Hemos de prestar una atención exquisita, y abrir de par en par los ojos y oídos del alma, porque, en esta mañana de domingo, nos encontramos en el momento en que Dios pisa con sus pies de luz sobre estas huellas, marcadas en la tierra desde la noche de los tiempos. También ahora, cometido al pie del Árbol de la Cruz el horrible pecado del que Dios había de obtener la salvación para los hombres, éstos ignoran su verdadero alcance. Sus ojos siguen cerrados a la luz, y, como entonces, será un encuentro con el Señor del nuevo Edén el que desvele las consecuencias y el fruto de la Pasión de Cristo. Este nuevo encuentro tuvo lugar camino de Emaús; allí, el Señor salió al paso de su más querida criatura y abrió unos ojos cerrados desde el final de aquella primera cita en un jardín sagrado. Las huellas dejadas sobre la arena de aquel primer encuentro, huellas de maldición y muerte, serán borradas por los pies de Cristo, y en el mismo lugar se alumbrará una bendición que ya nunca será revocada.
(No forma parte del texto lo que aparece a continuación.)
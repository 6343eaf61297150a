//! E2E Error Scenario Tests
//!
//! ## Test Coverage
//!
//! - Signing route failures
//! - Store rejecting the initiate call, or unreachable for it
//! - Initiate response without an UploadId
//! - Part failure (no completion, remote session aborted)
//! - Completion answered with a 200 `<Error>` document

use super::common::{assert_single_terminal, drain, payload, MockEnv, MIB};
use super::fakes::{multipart_upload, InitiateBehavior, ScriptedStore};
use presign_uploadr::transport::TransportError;
use presign_uploadr::upload::{SessionStatus, UploadError, UploadEvent};
use std::sync::Arc;
use wiremock::matchers::{method, path, query_param};
use wiremock::{Mock, ResponseTemplate};

/// Test: a failing signing route surfaces as a sign error with its status
#[tokio::test]
async fn test_sign_failure_on_direct_put() {
    let env = MockEnv::bare().await;
    Mock::given(method("GET"))
        .and(path("/sign"))
        .respond_with(ResponseTemplate::new(500).set_body_string("signer down"))
        .mount(&env.server)
        .await;

    let upload = env.upload(payload(1024), "a.txt").build().unwrap();
    let mut events = upload.subscribe();

    let err = upload.end().await.unwrap_err();
    assert!(matches!(err, UploadError::Sign(_)), "got {:?}", err);
    assert_eq!(err.status(), Some(500));
    assert!(env.requests("PUT").await.is_empty());

    let events = drain(&mut events);
    assert_single_terminal(&events);
    match events.last() {
        Some(UploadEvent::Error { status, .. }) => assert_eq!(*status, Some(500)),
        other => panic!("expected error event, got {:?}", other),
    }
}

/// Test: a rejected direct PUT carries the store's status and body
#[tokio::test]
async fn test_direct_put_store_error() {
    let env = MockEnv::start().await;
    Mock::given(method("PUT"))
        .and(path(MockEnv::object_path("denied.txt")))
        .respond_with(ResponseTemplate::new(403).set_body_string("AccessDenied"))
        .mount(&env.server)
        .await;

    let upload = env.upload(payload(1024), "denied.txt").build().unwrap();
    match upload.end().await {
        Err(UploadError::Store { status, body }) => {
            assert_eq!(status, 403);
            assert_eq!(body, "AccessDenied");
        }
        other => panic!("expected store error, got {:?}", other),
    }
}

/// Test: initiate rejected, so no part is ever started and nothing is aborted
#[tokio::test]
async fn test_initiate_failure_starts_no_parts() {
    let env = MockEnv::start().await;
    let name = "big.bin";

    Mock::given(method("POST"))
        .and(path(MockEnv::object_path(name)))
        .and(query_param("uploads", ""))
        .respond_with(ResponseTemplate::new(403).set_body_string("AccessDenied"))
        .expect(1)
        .mount(&env.server)
        .await;

    let upload = env
        .upload(payload(6 * MIB), name)
        .multipart_threshold(MIB as u64)
        .build()
        .unwrap();
    let mut events = upload.subscribe();

    let err = upload.end().await.unwrap_err();
    assert!(matches!(err, UploadError::Store { status: 403, .. }), "got {:?}", err);

    assert!(env.requests("PUT").await.is_empty());
    assert!(env.requests("DELETE").await.is_empty());

    let events = drain(&mut events);
    assert_single_terminal(&events);
    assert!(matches!(
        events.last(),
        Some(UploadEvent::Error {
            status: Some(403),
            ..
        })
    ));
}

/// Test: initiate fails at the network level: session failed, no part, one error
#[tokio::test]
async fn test_initiate_transport_failure() {
    let store = Arc::new(ScriptedStore {
        initiate: InitiateBehavior::Refuse,
        ..Default::default()
    });
    let upload = multipart_upload(store.clone(), 12 * MIB, 2).build().unwrap();
    let mut events = upload.subscribe();

    let err = upload.end().await.unwrap_err();
    assert!(
        matches!(err, UploadError::Transport(TransportError::Network(_))),
        "got {:?}",
        err
    );
    assert_eq!(err.status(), None);
    assert_eq!(upload.session_status(), Some(SessionStatus::Failed));

    assert_eq!(store.count("PUT"), 0);
    assert_eq!(store.count("DELETE"), 0);

    let events = drain(&mut events);
    assert_single_terminal(&events);
    let errors = events
        .iter()
        .filter(|e| matches!(e, UploadEvent::Error { .. }))
        .count();
    assert_eq!(errors, 1);
    assert!(!events.contains(&UploadEvent::Abort));
}

/// Test: an initiate body without UploadId fails before any part
#[tokio::test]
async fn test_initiate_without_upload_id() {
    let env = MockEnv::start().await;
    let name = "big.bin";

    Mock::given(method("POST"))
        .and(path(MockEnv::object_path(name)))
        .and(query_param("uploads", ""))
        .respond_with(ResponseTemplate::new(200).set_body_string(
            "<InitiateMultipartUploadResult><Bucket>bucket</Bucket></InitiateMultipartUploadResult>",
        ))
        .mount(&env.server)
        .await;

    let upload = env
        .upload(payload(6 * MIB), name)
        .multipart_threshold(MIB as u64)
        .build()
        .unwrap();

    let err = upload.end().await.unwrap_err();
    assert!(matches!(err, UploadError::SessionIdMissing), "got {:?}", err);
    assert!(env.requests("PUT").await.is_empty());
}

/// Test: one failing part means no completion call and a remote abort
#[tokio::test]
async fn test_part_failure_aborts_remote_session() {
    let env = MockEnv::start().await;
    let name = "big.bin";

    env.mount_initiate(name, "upload-2").await;
    env.mount_part(name, "upload-2", 1, "etag-1").await;
    Mock::given(method("PUT"))
        .and(path(MockEnv::object_path(name)))
        .and(query_param("partNumber", "2"))
        .respond_with(ResponseTemplate::new(500).set_body_string("InternalError"))
        .mount(&env.server)
        .await;
    env.mount_complete(name, "upload-2", "never", 0).await;
    env.mount_abort(name, "upload-2", 1).await;

    let upload = env
        .upload(payload(6 * MIB), name)
        .multipart_threshold(MIB as u64)
        .max_parts(2)
        .build()
        .unwrap();
    let mut events = upload.subscribe();

    let err = upload.end().await.unwrap_err();
    assert!(matches!(err, UploadError::Store { status: 500, .. }), "got {:?}", err);

    let sign_calls = env.sign_calls().await;
    assert!(sign_calls
        .iter()
        .any(|call| call.get("method").map(String::as_str) == Some("DELETE")
            && call.get("query").map(String::as_str) == Some("?uploadId=upload-2")));

    let events = drain(&mut events);
    assert_single_terminal(&events);
    assert!(!events.contains(&UploadEvent::End));
}

/// Test: a 200 completion carrying an `<Error>` document is a failure
#[tokio::test]
async fn test_completion_error_document() {
    let env = MockEnv::start().await;
    let name = "big.bin";

    env.mount_initiate(name, "upload-3").await;
    env.mount_part(name, "upload-3", 1, "etag-1").await;
    env.mount_part(name, "upload-3", 2, "etag-2").await;
    Mock::given(method("POST"))
        .and(path(MockEnv::object_path(name)))
        .and(query_param("uploadId", "upload-3"))
        .respond_with(ResponseTemplate::new(200).set_body_string(
            r#"<?xml version="1.0" encoding="UTF-8"?>
            <Error><Code>InternalError</Code><Message>Please try again.</Message></Error>"#,
        ))
        .expect(1)
        .mount(&env.server)
        .await;
    env.mount_abort(name, "upload-3", 1).await;

    let upload = env
        .upload(payload(6 * MIB), name)
        .multipart_threshold(MIB as u64)
        .max_parts(2)
        .build()
        .unwrap();

    match upload.end().await {
        Err(UploadError::Store { status, body }) => {
            assert_eq!(status, 200);
            assert_eq!(body, "InternalError: Please try again.");
        }
        other => panic!("expected store error, got {:?}", other),
    }
}

/// Test: a part response without ETag cannot be completed
#[tokio::test]
async fn test_part_without_etag() {
    let env = MockEnv::start().await;
    let name = "small-parts.bin";

    env.mount_initiate(name, "upload-4").await;
    Mock::given(method("PUT"))
        .and(path(MockEnv::object_path(name)))
        .respond_with(ResponseTemplate::new(200))
        .mount(&env.server)
        .await;
    env.mount_complete(name, "upload-4", "never", 0).await;
    env.mount_abort(name, "upload-4", 1).await;

    let upload = env
        .upload(payload(2 * MIB), name)
        .multipart_threshold(MIB as u64)
        .build()
        .unwrap();

    let err = upload.end().await.unwrap_err();
    assert!(matches!(err, UploadError::MalformedResponse(_)), "got {:?}", err);
}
La senda que une Jerusalén con Emaús es inmensamente larga; tan anciana y longeva como la Humanidad misma. Recorriéndola puedo asir la mano de Adán con mi siniestra y la de Cleofás con mi diestra. Y así, teniendo frente a frente a los dos hombres en presencia del mismo Dios, cuando se abran mis ojos descubriré un cadáver sepultado a mi izquierda y a un hombre nuevo, otro Cristo, el mismo Cristo, a mi derecha.
Quiero ahora, unido a estos dos caminantes que abandonan Jerusalén sin saber bien dónde pisan, fijar mi mirada en las huellas del camino, para encontrar los pies del radiante Peregrino de la Historia que alumbra sendas nuevas de vida eterna sobre las viejas veredas.